| To do |
Scan the data beneath this task and copy each line that includes "more".

| Excerpted records |
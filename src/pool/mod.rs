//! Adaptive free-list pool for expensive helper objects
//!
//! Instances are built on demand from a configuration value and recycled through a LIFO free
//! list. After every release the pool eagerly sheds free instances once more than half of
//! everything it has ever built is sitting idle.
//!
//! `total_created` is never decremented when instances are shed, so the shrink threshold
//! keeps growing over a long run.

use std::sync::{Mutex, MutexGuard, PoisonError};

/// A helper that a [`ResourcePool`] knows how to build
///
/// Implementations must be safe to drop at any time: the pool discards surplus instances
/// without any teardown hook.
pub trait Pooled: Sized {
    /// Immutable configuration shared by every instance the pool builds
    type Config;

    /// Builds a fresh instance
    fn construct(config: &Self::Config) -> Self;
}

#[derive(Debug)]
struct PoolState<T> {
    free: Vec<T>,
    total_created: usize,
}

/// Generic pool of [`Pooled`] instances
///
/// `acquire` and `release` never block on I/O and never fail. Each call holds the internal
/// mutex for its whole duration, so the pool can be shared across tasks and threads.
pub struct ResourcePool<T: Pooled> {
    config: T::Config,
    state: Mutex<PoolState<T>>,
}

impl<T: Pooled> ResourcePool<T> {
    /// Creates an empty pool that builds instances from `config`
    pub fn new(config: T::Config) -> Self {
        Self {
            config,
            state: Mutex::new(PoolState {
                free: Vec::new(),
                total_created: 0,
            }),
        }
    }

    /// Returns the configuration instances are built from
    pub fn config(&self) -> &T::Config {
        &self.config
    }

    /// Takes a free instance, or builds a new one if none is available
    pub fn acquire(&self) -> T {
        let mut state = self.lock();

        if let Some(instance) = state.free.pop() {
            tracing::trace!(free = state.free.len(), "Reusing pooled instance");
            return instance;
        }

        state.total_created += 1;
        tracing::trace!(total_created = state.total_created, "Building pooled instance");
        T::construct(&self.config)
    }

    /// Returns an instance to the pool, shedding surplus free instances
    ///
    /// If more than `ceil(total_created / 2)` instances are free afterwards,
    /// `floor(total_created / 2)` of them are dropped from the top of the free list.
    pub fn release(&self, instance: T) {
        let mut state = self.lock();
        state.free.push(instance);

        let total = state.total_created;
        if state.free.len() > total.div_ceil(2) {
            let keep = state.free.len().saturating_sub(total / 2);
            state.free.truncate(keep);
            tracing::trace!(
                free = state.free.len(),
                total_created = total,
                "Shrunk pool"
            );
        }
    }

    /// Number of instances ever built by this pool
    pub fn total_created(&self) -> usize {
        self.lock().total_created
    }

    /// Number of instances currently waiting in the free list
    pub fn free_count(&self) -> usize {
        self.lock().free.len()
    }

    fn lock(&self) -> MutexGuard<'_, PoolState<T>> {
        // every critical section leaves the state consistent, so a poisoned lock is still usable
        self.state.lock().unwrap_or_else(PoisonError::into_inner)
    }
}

| Your solution |
//! list. After every release the pool eagerly sheds free instances once more than half of
    /// If more than `ceil(total_created / 2)` instances are free afterwards,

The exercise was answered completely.